About this exercise:
Below are several entries. Transcribe exactly those lines that fall from the one with "pub fn set_goal(&mut" through the one with "self.goal = None;", end lines included.
Segment Open
use std::collections::VecDeque;

use tracing::{debug, info, warn};

use diffbot_kinematics::{Pose, WheelSpeeds};
use diffbot_steering::{Goal, GoalTracker, Steering};

use crate::config::SimParams;

/// Motion-trail samples kept for rendering; the oldest are evicted first.
pub const TRAIL_CAPACITY: usize = 1200;

/// All mutable simulation state, owned by the frame loop.
pub struct SimState {
    params: SimParams,
    pub pose: Pose,
    pub speeds: WheelSpeeds,
    pub tracker: GoalTracker,
    pub trail: VecDeque<(f64, f64)>,
}

impl SimState {
    pub fn new(params: SimParams) -> Self {
        SimState {
            params,
            pose: params.start_pose,
            speeds: WheelSpeeds::stopped(),
            tracker: GoalTracker::new(),
            trail: VecDeque::with_capacity(TRAIL_CAPACITY),
        }
    }

    pub fn params(&self) -> &SimParams {
        &self.params
    }

    /// Adjust the left wheel by `delta` px/s (keyboard input).
    pub fn nudge_left(&mut self, delta: f64) {
        self.speeds = self.params.limits.clamp(WheelSpeeds::new(
            self.speeds.left + delta,
            self.speeds.right,
        ));
        debug!(left = self.speeds.left, "left wheel adjusted");
    }

    /// Adjust the right wheel by `delta` px/s (keyboard input).
    pub fn nudge_right(&mut self, delta: f64) {
        self.speeds = self.params.limits.clamp(WheelSpeeds::new(
            self.speeds.left,
            self.speeds.right + delta,
        ));
        debug!(right = self.speeds.right, "right wheel adjusted");
    }

    /// Set or replace the active goal (mouse input).
    pub fn place_goal(&mut self, x: f64, y: f64) {
        self.tracker.set_goal(Goal::new(x, y));
        info!(x, y, "goal set");
    }

    /// Advance the simulation by `dt` seconds: run the steering controller
    /// if a goal is being sought, clamp the resulting speeds, integrate the
    /// pose, and record a trail sample.
    pub fn tick(&mut self, dt: f64) -> anyhow::Result<()> {
        if self.tracker.is_seeking() {
            if let Some(goal) = self.tracker.goal() {
                match self.params.steering.step(self.pose, goal, self.speeds) {
                    Ok(Steering::Arrived) => {
                        self.speeds = WheelSpeeds::stopped();
                        self.tracker.mark_arrived();
                        info!(x = goal.x, y = goal.y, "goal reached");
                    }
                    Ok(Steering::Adjust(next)) => {
                        self.speeds = self.params.limits.clamp(next);
                    }
                    Err(e) => {
                        // Indeterminate turn direction: hold the current
                        // speeds for this frame.
                        warn!(error = %e, "steering fallback, holding wheel speeds");
                    }
                }
            }
        }

        self.pose = self
            .params
            .drive
            .update_pose_from_wheel_speeds(self.pose, self.speeds, dt)?;

        self.trail.push_back((self.pose.x, self.pose.y));
        if self.trail.len() > TRAIL_CAPACITY {
            self.trail.pop_front();
        }

        Ok(())
    }
}
#![cfg_attr(not(test), no_std)]
#![warn(missing_docs)]
#![doc = "A `no_std` go-to-goal steering controller for a 2D differential-drive robot."]
#![doc = ""]
#![doc = "Given a pose and a goal point, this crate computes the signed angular error"]
#![doc = "to the goal and emits wheel-speed adjustments that turn the robot toward the"]
#![doc = "goal, drive it straight once aligned, and stop it inside an arrival radius."]

use core::f64::consts::PI;
use core::fmt;
use libm::{acos, cos, sin, sqrt};

#[cfg(feature = "serde")]
use serde::{Deserialize, Serialize};

use diffbot_kinematics::{Pose, WheelSpeeds};

pub mod error;
pub use error::SteeringError;

/// Distance below which a goal counts as reached (px).
pub const DEFAULT_ARRIVAL_RADIUS: f64 = 30.0;

/// Angular error within which the robot drives straight instead of
/// turning (degrees).
pub const ALIGNMENT_TOLERANCE_DEG: f64 = 3.0;

/// Length of the robot's forward ray (px). The length cancels out in
/// normalization; it matches the heading ray the renderer draws.
pub const HEADING_RAY_LEN: f64 = 80.0;

/// A goal point in screen coordinates.
#[cfg_attr(feature = "serde", derive(Serialize, Deserialize))]
#[derive(Debug, Clone, Copy, PartialEq, Default)]
pub struct Goal {
    /// Screen x position (px).
    pub x: f64,
    /// Screen y position (px).
    pub y: f64,
}

impl Goal {
    /// Construct a goal point.
    pub const fn new(x: f64, y: f64) -> Self {
        Goal { x, y }
    }

    /// Euclidean distance from a pose to this goal, in pixels.
    pub fn distance_to(&self, pose: &Pose) -> f64 {
        let dx = self.x - pose.x;
        let dy = self.y - pose.y;
        sqrt(dx * dx + dy * dy)
    }
}

impl fmt::Display for Goal {
    fn fmt(&self, f: &mut fmt::Formatter<'_>) -> fmt::Result {
        write!(f, "({:.1}, {:.1})", self.x, self.y)
    }
}

/// Outcome of one steering step.
#[derive(Debug, Clone, Copy, PartialEq)]
pub enum Steering {
    /// The robot is inside the arrival radius; both wheels must stop.
    Arrived,
    /// The next wheel-speed pair. The caller is responsible for clamping it
    /// before the next pose update.
    Adjust(WheelSpeeds),
}

/// Goal-following phase of one robot.
#[cfg_attr(feature = "serde", derive(Serialize, Deserialize))]
#[derive(Debug, Clone, Copy, PartialEq, Eq, Default)]
pub enum GoalState {
    /// No active goal.
    #[default]
    Idle,
    /// A goal is set and the robot is outside its arrival radius.
    Seeking,
    /// The robot reached the goal. The goal stays set; only a new goal
    /// resumes seeking.
    Arrived,
}

impl fmt::Display for GoalState {
    fn fmt(&self, f: &mut fmt::Formatter<'_>) -> fmt::Result {
        match self {
            GoalState::Idle => write!(f, "idle"),
            GoalState::Seeking => write!(f, "seeking"),
            GoalState::Arrived => write!(f, "arrived"),
        }
    }
}

/// Tracks the active goal and its [`GoalState`].
///
/// Arrival is terminal for a given goal: `mark_arrived` keeps the goal set
/// (so it can still be rendered) and the tracker resumes seeking only when
/// `set_goal` replaces it.
#[cfg_attr(feature = "serde", derive(Serialize, Deserialize))]
#[derive(Debug, Clone, Copy, PartialEq, Default)]
pub struct GoalTracker {
    goal: Option<Goal>,
    state: GoalState,
}

impl GoalTracker {
    /// A tracker with no goal.
    pub const fn new() -> Self {
        GoalTracker {
            goal: None,
            state: GoalState::Idle,
        }
    }

    /// Set or replace the active goal and start seeking it.
    pub fn set_goal(&mut self, goal: Goal) {
        self.goal = Some(goal);
        self.state = GoalState::Seeking;
    }

    /// Record that the active goal was reached. No-op without a goal.
    pub fn mark_arrived(&mut self) {
        if self.goal.is_some() {
            self.state = GoalState::Arrived;
        }
    }

    /// Drop the active goal and return to idle.
    pub fn clear(&mut self) {
        self.goal = None;
        self.state = GoalState::Idle;
    }

    /// The active goal, if any.
    pub fn goal(&self) -> Option<Goal> {
        self.goal
    }

    /// The current goal-following phase.
    pub fn state(&self) -> GoalState {
        self.state
    }

    /// Whether a goal is set and not yet reached.
    pub fn is_seeking(&self) -> bool {
        self.state == GoalState::Seeking
    }
}

/// Go-to-goal steering controller.
///
/// `step` is a pure function of pose, goal, and the current wheel speeds;
/// the controller itself holds only its tuning parameters.
#[cfg_attr(feature = "serde", derive(Serialize, Deserialize))]
#[derive(Debug, Clone, Copy, PartialEq)]
pub struct GoalSteering {
    /// Wheel-speed increment applied per invocation (px/s).
    step_gain: f64,
    /// Arrival radius (px).
    arrival_radius: f64,
}

impl GoalSteering {
    /// Construct a steering controller.
    ///
    /// # Arguments
    ///
    /// * `step_gain`: Wheel-speed increment in px/s applied per call.
    /// * `arrival_radius`: Distance in px below which the goal is reached.
    ///
    /// # Errors
    ///
    /// Returns `Err(SteeringError::InvalidArrivalRadius)` if
    /// `arrival_radius` is not positive. A positive radius also guarantees
    /// the goal-direction normalization below never divides by zero.
    pub const fn new(step_gain: f64, arrival_radius: f64) -> Result<Self, SteeringError> {
        if arrival_radius <= 0.0 {
            return Err(SteeringError::InvalidArrivalRadius(
                "must be positive",
            ));
        }
        Ok(GoalSteering {
            step_gain,
            arrival_radius,
        })
    }

    /// Construct a controller with the default 30 px arrival radius.
    pub const fn with_default_radius(step_gain: f64) -> Self {
        GoalSteering {
            step_gain,
            arrival_radius: DEFAULT_ARRIVAL_RADIUS,
        }
    }

    /// Returns the per-invocation wheel-speed increment.
    pub fn step_gain(&self) -> f64 {
        self.step_gain
    }

    /// Returns the arrival radius.
    pub fn arrival_radius(&self) -> f64 {
        self.arrival_radius
    }

    /// Decide the next wheel-speed pair for one frame of goal seeking.
    ///
    /// Inside the arrival radius the result is [`Steering::Arrived`] no
    /// matter the inputs. Otherwise the signed angle between the robot's
    /// forward ray and the goal direction picks one of three moves:
    ///
    /// * angle above +3°: the goal is off to the right, so the left wheel
    ///   speeds up by the step gain and the right wheel is forced to zero;
    /// * angle below −3°: mirrored, turning left;
    /// * within tolerance: both wheels speed up, accelerating straight.
    ///
    /// The gain is applied once per invocation, not per second. The caller
    /// runs this once per rendered frame, so the effective acceleration
    /// tracks the frame rate.
    ///
    /// # Errors
    ///
    /// Returns `Err(SteeringError::DegenerateHeading)` when the goal lies
    /// exactly on the ray behind the robot. The turn direction is
    /// indeterminate there; callers pick the fallback (the simulator holds
    /// the current speeds for that frame).
    pub fn step(
        &self,
        pose: Pose,
        goal: Goal,
        speeds: WheelSpeeds,
    ) -> Result<Steering, SteeringError> {
        let to_goal_x = goal.x - pose.x;
        let to_goal_y = goal.y - pose.y;
        let distance = sqrt(to_goal_x * to_goal_x + to_goal_y * to_goal_y);

        if distance < self.arrival_radius {
            return Ok(Steering::Arrived);
        }

        // Forward ray in screen coordinates. The negated heading mirrors the
        // inverted y-axis used by the kinematics.
        let fwd_x = HEADING_RAY_LEN * cos(-pose.heading);
        let fwd_y = HEADING_RAY_LEN * sin(-pose.heading);
        let fwd_len = sqrt(fwd_x * fwd_x + fwd_y * fwd_y);

        let (fx, fy) = (fwd_x / fwd_len, fwd_y / fwd_len);
        let (gx, gy) = (to_goal_x / distance, to_goal_y / distance);

        // 2x2 minor of the unit vectors decides which side the goal is on;
        // the clamped dot product gives the unsigned angle between them.
        let minor = gx * fy - gy * fx;
        let dot = (gx * fx + gy * fy).clamp(-1.0, 1.0);

        if minor == 0.0 && dot < 0.0 {
            return Err(SteeringError::DegenerateHeading(
                "goal lies exactly behind the robot",
            ));
        }

        let side = if minor > 0.0 {
            1.0
        } else if minor < 0.0 {
            -1.0
        } else {
            0.0
        };
        let angle_deg = -side * acos(dot) * (180.0 / PI);

        let next = if angle_deg > ALIGNMENT_TOLERANCE_DEG {
            // Goal to the right: accelerate the left wheel, zero the right.
            WheelSpeeds::new(speeds.left + self.step_gain, 0.0)
        } else if angle_deg < -ALIGNMENT_TOLERANCE_DEG {
            WheelSpeeds::new(0.0, speeds.right + self.step_gain)
        } else {
            WheelSpeeds::new(speeds.left + self.step_gain, speeds.right + self.step_gain)
        };

        Ok(Steering::Adjust(next))
    }
}

impl fmt::Display for GoalSteering {
    fn fmt(&self, f: &mut fmt::Formatter<'_>) -> fmt::Result {
        write!(
            f,
            "GoalSteering (gain: {:.2} px/s, radius: {:.1} px)",
            self.step_gain, self.arrival_radius
        )
    }
}
mod config;   // brings `config.rs` in as `crate::config`
mod graphics; // brings `graphics.rs` in as `crate::graphics`
mod sim;      // brings `sim.rs` in as `crate::sim`

use macroquad::prelude::*;
use tracing::{error, info};
use tracing_subscriber::{self, EnvFilter};

use graphics::window_conf; // Import window_conf directly
use sim::SimState;

#[macroquad::main(window_conf)]
async fn main() {
    tracing_subscriber::fmt()
        .with_env_filter(EnvFilter::from_default_env().add_directive(tracing::Level::INFO.into()))
        .init();

    let params = match config::load_settings().and_then(|s| config::SimParams::from_settings(&s)) {
        Ok(params) => params,
        Err(e) => {
            error!("Failed to configure the simulator: {:?}", e);
            return;
        }
    };

    let key_increment = params.key_increment;
    let mut state = SimState::new(params);
    info!(
        drive = %params.drive,
        limits = %params.limits,
        steering = %params.steering,
        "Differential drive simulator started"
    );

    loop {
        if is_key_pressed(KeyCode::Escape) {
            info!("Escape pressed, shutting down");
            break;
        }

        // Discrete key presses, one wheel-speed increment each
        if is_key_pressed(KeyCode::Kp4) {
            state.nudge_left(key_increment);
        }
        if is_key_pressed(KeyCode::Kp1) {
            state.nudge_left(-key_increment);
        }
        if is_key_pressed(KeyCode::Kp6) {
            state.nudge_right(key_increment);
        }
        if is_key_pressed(KeyCode::Kp3) {
            state.nudge_right(-key_increment);
        }
        if is_mouse_button_pressed(MouseButton::Left) {
            let (mx, my) = mouse_position();
            state.place_goal(mx as f64, my as f64);
        }

        let dt = get_frame_time() as f64;
        if let Err(e) = state.tick(dt) {
            error!("Simulation step failed: {:?}", e);
            break;
        }

        graphics::draw_frame(&state);
        next_frame().await;
    }
}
Segment Closed
Output:
    pub fn set_goal(&mut self, goal: Goal) {
        self.goal = Some(goal);
        self.state = GoalState::Seeking;
    }

    /// Record that the active goal was reached. No-op without a goal.
    pub fn mark_arrived(&mut self) {
        if self.goal.is_some() {
            self.state = GoalState::Arrived;
        }
    }

    /// Drop the active goal and return to idle.
    pub fn clear(&mut self) {
        self.goal = None;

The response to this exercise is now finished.